Stored data entries:
--- START ---
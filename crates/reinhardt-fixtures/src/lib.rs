//! Dependency-ordered fixture loading for the Reinhardt framework.
//!
//! This crate loads test data into a relational database in a deterministic
//! order and can reset the database to a clean state first:
//!
//! - **Fixture ordering**: fixtures declare the fixtures they require and are
//!   loaded after them, with cycles reported instead of recursing forever
//! - **Table cleaning**: tables are cleared in foreign-key order and their
//!   auto-increment counters restarted per dialect
//! - **References**: fixtures hand generated values to later fixtures through
//!   a per-run, thread-safe store
//!
//! # Features
//!
//! - `sqlx-backend` - [`SqlxDatabase`](backends::SqlxDatabase) over `sqlx::AnyPool`
//!   (enabled by default)
//!
//! # Quick Start
//!
//! ```ignore
//! use reinhardt_fixtures::prelude::*;
//!
//! struct UserFixture;
//!
//! #[async_trait]
//! impl Fixture for UserFixture {
//!     fn name(&self) -> &str {
//!         "users"
//!     }
//!
//!     async fn load(&self, ctx: &LoadContext, db: &dyn SqlExecutor) -> SeedingResult<()> {
//!         db.insert_rows("users", &[row([("id", 1.into()), ("name", "admin".into())])])
//!             .await?;
//!         ctx.set_reference("user:admin", 1_i64);
//!         Ok(())
//!     }
//! }
//!
//! let db = Arc::new(SqlxDatabase::connect("postgres://localhost/app_test").await?);
//! let loader = FixtureLoader::new(db.clone(), db).add_fixture(Arc::new(UserFixture));
//!
//! let config = LoadConfig::new()
//!     .with_truncate_all_tables(true)
//!     .with_reset_auto_increments(true);
//! let result = loader.load(&config).await?;
//! println!("Loaded {} fixtures", result.fixtures_loaded.len());
//! ```
//!
//! # Architecture
//!
//! - [`FixtureResolver`](fixtures::FixtureResolver) - Orders fixtures, requirements first
//! - [`TableResolver`](schema::TableResolver) - Orders tables by foreign-key reference
//! - [`Cleaner`](schema::Cleaner) - Truncates tables and resets counters
//! - [`FixtureLoader`](fixtures::FixtureLoader) - Runs cleaning and fixtures
//! - [`ReferenceStore`](references::ReferenceStore) - Shares values between fixtures
//!
//! The database is reached only through the [`SchemaInspector`](schema::SchemaInspector)
//! and [`SqlExecutor`](schema::SqlExecutor) traits.

#![warn(missing_docs)]
#![warn(rustdoc::missing_crate_level_docs)]

#[cfg(feature = "sqlx-backend")]
pub mod backends;
pub mod error;
pub mod fixtures;
pub mod prelude;
pub mod references;
pub mod schema;

// Re-export commonly used types at crate root
pub use error::{SeedingError, SeedingResult};
pub use fixtures::{Fixture, FixtureLoader, FixtureResolver, LoadConfig, LoadResult};
pub use references::{LoadContext, ReferenceStore};
pub use schema::{Cleaner, Dialect, SchemaInspector, SqlExecutor, TableResolver};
--- END ---
Assigned task: Wherever the word "SchemaInspector" occurs in the data, copy that whole line.

Result:
//! The database is reached only through the [`SchemaInspector`](schema::SchemaInspector)
pub use schema::{Cleaner, Dialect, SchemaInspector, SqlExecutor, TableResolver};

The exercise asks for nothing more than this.